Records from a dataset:

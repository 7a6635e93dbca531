//! Wiki repository collaborator backed by the `git` CLI
//!
//! Operates on a previously-prepared working copy; cloning and repository
//! discovery are the caller's concern. Each commit writes the full new file
//! content, stages it, and commits only when git reports staged changes,
//! so no-op writes never produce empty commits.

use async_trait::async_trait;
use std::path::PathBuf;
use std::process::Stdio;
use tokio::fs;
use tokio::process::Command;
use tracing::{debug, info};

use crate::generation::{GenerationError, WikiRepo};

const COMMIT_MESSAGE: &str = "Update icon associations";
const WIKI_BRANCH: &str = "master";

/// Result of one git invocation
#[derive(Debug, Clone)]
struct GitResult {
    exit_code: i32,
    stderr: String,
}

impl GitResult {
    fn is_success(&self) -> bool {
        self.exit_code == 0
    }
}

/// `WikiRepo` implementation shelling out to `git`
pub struct GitCliWikiRepo {
    working_copy: PathBuf,
}

impl GitCliWikiRepo {
    pub fn new(working_copy: PathBuf) -> Self {
        Self { working_copy }
    }

    async fn run_git(&self, args: &[&str]) -> Result<GitResult, GenerationError> {
        let output = Command::new("git")
            .args(args)
            .current_dir(&self.working_copy)
            .stdout(Stdio::piped())
            .stderr(Stdio::piped())
            .output()
            .await
            .map_err(|e| {
                GenerationError::Sync(format!("Failed to run git {}: {}", args.join(" "), e))
            })?;

        Ok(GitResult {
            exit_code: output.status.code().unwrap_or(-1),
            stderr: String::from_utf8_lossy(&output.stderr).to_string(),
        })
    }
}

#[async_trait]
impl WikiRepo for GitCliWikiRepo {
    async fn commit_file(&self, filename: &str, content: &str) -> Result<bool, GenerationError> {
        // The commit carries the full new file body, never a partial write
        let path = self.working_copy.join(filename);
        fs::write(&path, content).await.map_err(|e| {
            GenerationError::Sync(format!(
                "Failed to write {} into the wiki working copy: {}",
                filename, e
            ))
        })?;

        let add = self.run_git(&["add", "--", filename]).await?;
        if !add.is_success() {
            return Err(GenerationError::Sync(format!(
                "git add {} failed: {}",
                filename,
                add.stderr.trim()
            )));
        }

        let diff = self
            .run_git(&["diff", "--cached", "--quiet", "--", filename])
            .await?;
        match diff.exit_code {
            // Nothing staged: the artifact is identical to what the wiki
            // already holds
            0 => {
                debug!(file = filename, "Artifact unchanged, skipping commit");
                Ok(false)
            }
            1 => {
                let commit = self
                    .run_git(&["commit", "-m", COMMIT_MESSAGE, "--", filename])
                    .await?;
                if !commit.is_success() {
                    return Err(GenerationError::Sync(format!(
                        "git commit of {} failed: {}",
                        filename,
                        commit.stderr.trim()
                    )));
                }
                info!(file = filename, "Committed artifact to wiki working copy");
                Ok(true)
            }
            code => Err(GenerationError::Sync(format!(
                "git diff for {} exited with {}: {}",
                filename,
                code,
                diff.stderr.trim()
            ))),
        }
    }

    async fn push(&self, artifact_count: usize) -> Result<(), GenerationError> {
        info!(artifacts = artifact_count, "Pushing wiki working copy");

        let push = self.run_git(&["push", "origin", WIKI_BRANCH]).await?;
        if !push.is_success() {
            return Err(GenerationError::Sync(format!(
                "git push failed: {}",
                push.stderr.trim()
            )));
        }

        Ok(())
    }
}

» **ACTIVITY**:
Start at the first line of the entries and stop at the line that contains "produce empty commits.". Repeat every line in that span exactly, and nothing beyond it.

» **SOLUTION BELOW**:
repository 7a6635e93dbca531
//! Wiki repository collaborator backed by the `git` CLI
//!
//! Operates on a previously-prepared working copy; cloning and repository
//! discovery are the caller's concern. Each commit writes the full new file
//! content, stages it, and commits only when git reports staged changes,
//! so no-op writes never produce empty commits.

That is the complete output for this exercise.